Natan Sharansky presented an outline of his plan to create a section for egalitarian prayer in the southern part of the Kotel (Western Wall) during a special session of the Knesset Tuesday morning.
“Every Jew in the world has a unique relationship with the Kotel,” said Sharansky, addressing the committee. “There is no other place in the world that fulfills such a role in the life, history, and identity of a nation. It is naturally in our interest for every Jew to express his or her connection as he or she sees fit. Ultimately, the solution will not come through court rulings or legislation, but rather through broad agreement between all segments of the Jewish people.”
Sharansky then detailed his plan for an egalitarian prayer area that would be equal in size to the current prayer area, open around the clock, and accessible via a single, shared entrance, along with the current men’s and women’s sections. “Every Jew will enter the Kotel area through a single entryway and will then decide whether to pray in a traditional Orthodox manner or in a non-Orthodox manner,” he said. He noted that Prime Minister Benjamin Netanyahu had accepted the plan in principle.
“I had a very impressive meeting with Reform and Conservative leaders, with representatives of the Orthodox Union, of Agudath Israel, of Chabad, of Modern Orthodox organizations, in which all said they would be willing to accept this solution,” said Sharansky.
As for implementation, Sharansky noted that certain archaeological elements would have to be resolved, but suggested that construction could begin within one month, an initial stage could be completed within ten months, and the entire plan could be actualized within two years. The government has insisted on covering all costs, he said.
Members of Knesset from across the political spectrum hailed Sharansky’s plan, promising support for its implementation. Rabbi Shmuel Rabinovitch, who serves as Rabbi of the Western Wall and of the Holy Sites of Israel, acknowledged that he has some reservations about the plan but said that the fact that no one is entirely satisfied by it could be an indication that it is the correct solution. Rabbi Gilad Kariv of the Reform Movement, Rabbi Andrew Sacks of the Conservative Movement, and Anat Hoffman of Women of the Wall all expressed support for Sharansky’s efforts.

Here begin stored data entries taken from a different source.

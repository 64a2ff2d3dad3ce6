pub mod footer;
pub mod header;

use leptos::prelude::*;
use leptos_router::components::Outlet;

use crate::shared::modal::ModalHost;
use footer::Footer;
use header::Header;

/// Site chrome: header, routed content, footer and the dialog host.
#[component]
pub fn SiteLayout() -> impl IntoView {
    view! {
        <div class="site">
            <Header />
            <main class="site__main">
                <Outlet />
            </main>
            <Footer />
            <ModalHost />
        </div>
    }
}
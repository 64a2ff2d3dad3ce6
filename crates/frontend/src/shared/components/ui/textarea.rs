use leptos::prelude::*;

/// Textarea component with label and inline validation-error support
#[component]
pub fn Textarea(
    /// Label text (optional)
    #[prop(optional, into)]
    label: MaybeProp<String>,
    /// Textarea value
    #[prop(into)]
    value: Signal<String>,
    /// Input event handler
    #[prop(optional)]
    on_input: Option<Callback<String>>,
    /// Rows attribute
    #[prop(optional)]
    rows: Option<u32>,
    /// Validation message rendered under the field
    #[prop(optional, into)]
    error: MaybeProp<String>,
    /// ID for the textarea element
    #[prop(optional, into)]
    id: MaybeProp<String>,
) -> impl IntoView {
    let textarea_id = move || id.get().unwrap_or_default();
    let textarea_rows = rows.unwrap_or(3);
    let textarea_class = move || {
        if error.get().is_some() {
            "form__textarea form__textarea--invalid"
        } else {
            "form__textarea"
        }
    };

    view! {
        <div class="form__group">
            {move || label.get().map(|l| view! {
                <label class="form__label" for=textarea_id>
                    {l}
                </label>
            })}
            <textarea
                id=textarea_id
                class=textarea_class
                rows=textarea_rows
                prop:value=move || value.get()
                on:input=move |ev| {
                    if let Some(handler) = on_input {
                        handler.run(event_target_value(&ev));
                    }
                }
            ></textarea>
            {move || error.get().map(|message| view! {
                <p class="form__error">{message}</p>
            })}
        </div>
    }
}
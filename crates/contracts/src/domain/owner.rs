use serde::{Deserialize, Serialize};
use uuid::Uuid;

use crate::collection::Record;

#[derive(Debug, Clone, Default, PartialEq, Serialize, Deserialize)]
#[serde(rename_all = "camelCase")]
pub struct Owner {
    pub id: String,
    pub name: String,
    pub email: String,
    pub phone: String,
}

impl Record for Owner {
    fn id(&self) -> &str {
        &self.id
    }

    fn set_id(&mut self, id: String) {
        self.id = id;
    }

    fn fresh_id() -> String {
        format!("owner-{}", Uuid::new_v4())
    }
}
use leptos::prelude::*;

use crate::shared::icons::icon;

#[component]
pub fn Footer() -> impl IntoView {
    view! {
        <footer class="footer">
            <div class="footer__content">
                <div class="footer__grid">
                    <div>
                        <div class="footer__brand">
                            {icon("building")}
                            <span class="footer__brand-name">
                                "Imovelna" <span class="footer__brand-accent">"Web.com"</span>
                            </span>
                        </div>
                        <p class="footer__tagline">"Encontre o imóvel dos seus sonhos conosco."</p>
                    </div>
                    <div>
                        <h3 class="footer__heading">"Institucional"</h3>
                        <ul class="footer__links">
                            <li><a href="#">"Sobre Nós"</a></li>
                            <li><a href="#">"Carreiras"</a></li>
                            <li><a href="#">"Imprensa"</a></li>
                            <li><a href="#">"Contato"</a></li>
                        </ul>
                    </div>
                    <div>
                        <h3 class="footer__heading">"Anunciantes"</h3>
                        <ul class="footer__links">
                            <li><a href="#">"Anuncie seu Imóvel"</a></li>
                            <li><a href="#">"Planos e Preços"</a></li>
                            <li><a href="#">"Portal do Corretor"</a></li>
                        </ul>
                    </div>
                </div>
                <div class="footer__bottom">
                    <p>"© 2025 ImovelnaWeb.com. Todos os direitos reservados."</p>
                </div>
            </div>
        </footer>
    }
}
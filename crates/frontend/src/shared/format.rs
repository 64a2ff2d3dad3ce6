/// Display formatting for listing numbers.
///
/// Brazilian grouping: a dot every three digits, no decimal part — prices
/// and areas in the catalog are whole numbers ("R$ 1.200.000", "300 m²").

pub fn format_price(value: f64) -> String {
    format!("R$ {}", group_thousands(value.round() as i64))
}

pub fn format_area(value: f64) -> String {
    format!("{} m²", group_thousands(value.round() as i64))
}

fn group_thousands(value: i64) -> String {
    let negative = value < 0;
    let digits = value.unsigned_abs().to_string();
    let mut grouped = String::with_capacity(digits.len() + digits.len() / 3);
    for (i, ch) in digits.chars().enumerate() {
        if i > 0 && (digits.len() - i) % 3 == 0 {
            grouped.push('.');
        }
        grouped.push(ch);
    }
    if negative {
        format!("-{grouped}")
    } else {
        grouped
    }
}

#[cfg(test)]
mod tests {
    use super::*;

    #[test]
    fn test_format_price() {
        assert_eq!(format_price(750_000.0), "R$ 750.000");
        assert_eq!(format_price(5_500_000.0), "R$ 5.500.000");
        assert_eq!(format_price(980.0), "R$ 980");
        assert_eq!(format_price(0.0), "R$ 0");
    }

    #[test]
    fn test_format_area() {
        assert_eq!(format_area(90.0), "90 m²");
        assert_eq!(format_area(1_000_000.0), "1.000.000 m²");
    }

    #[test]
    fn test_group_thousands() {
        assert_eq!(group_thousands(1), "1");
        assert_eq!(group_thousands(999), "999");
        assert_eq!(group_thousands(1_000), "1.000");
        assert_eq!(group_thousands(123_456_789), "123.456.789");
        assert_eq!(group_thousands(-1_234), "-1.234");
    }
}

Committee Chairwoman MK Dr. Aliza Lavie (Yesh Atid) summarized the discussion by reminding those in attendance that “we must never forget the Kotel’s place in the heart of the Jewish people,” and by telling Sharansky that “we are here for you and will extend any and all assistance in bringing your plan to fruition.”
“I share both the hopes and the concerns expressed today,” concluded Sharansky. “If we wish to reach a significant compromise, we will have to take unconventional steps. We must listen to one another and treat one another with respect, otherwise none of this will be possible.”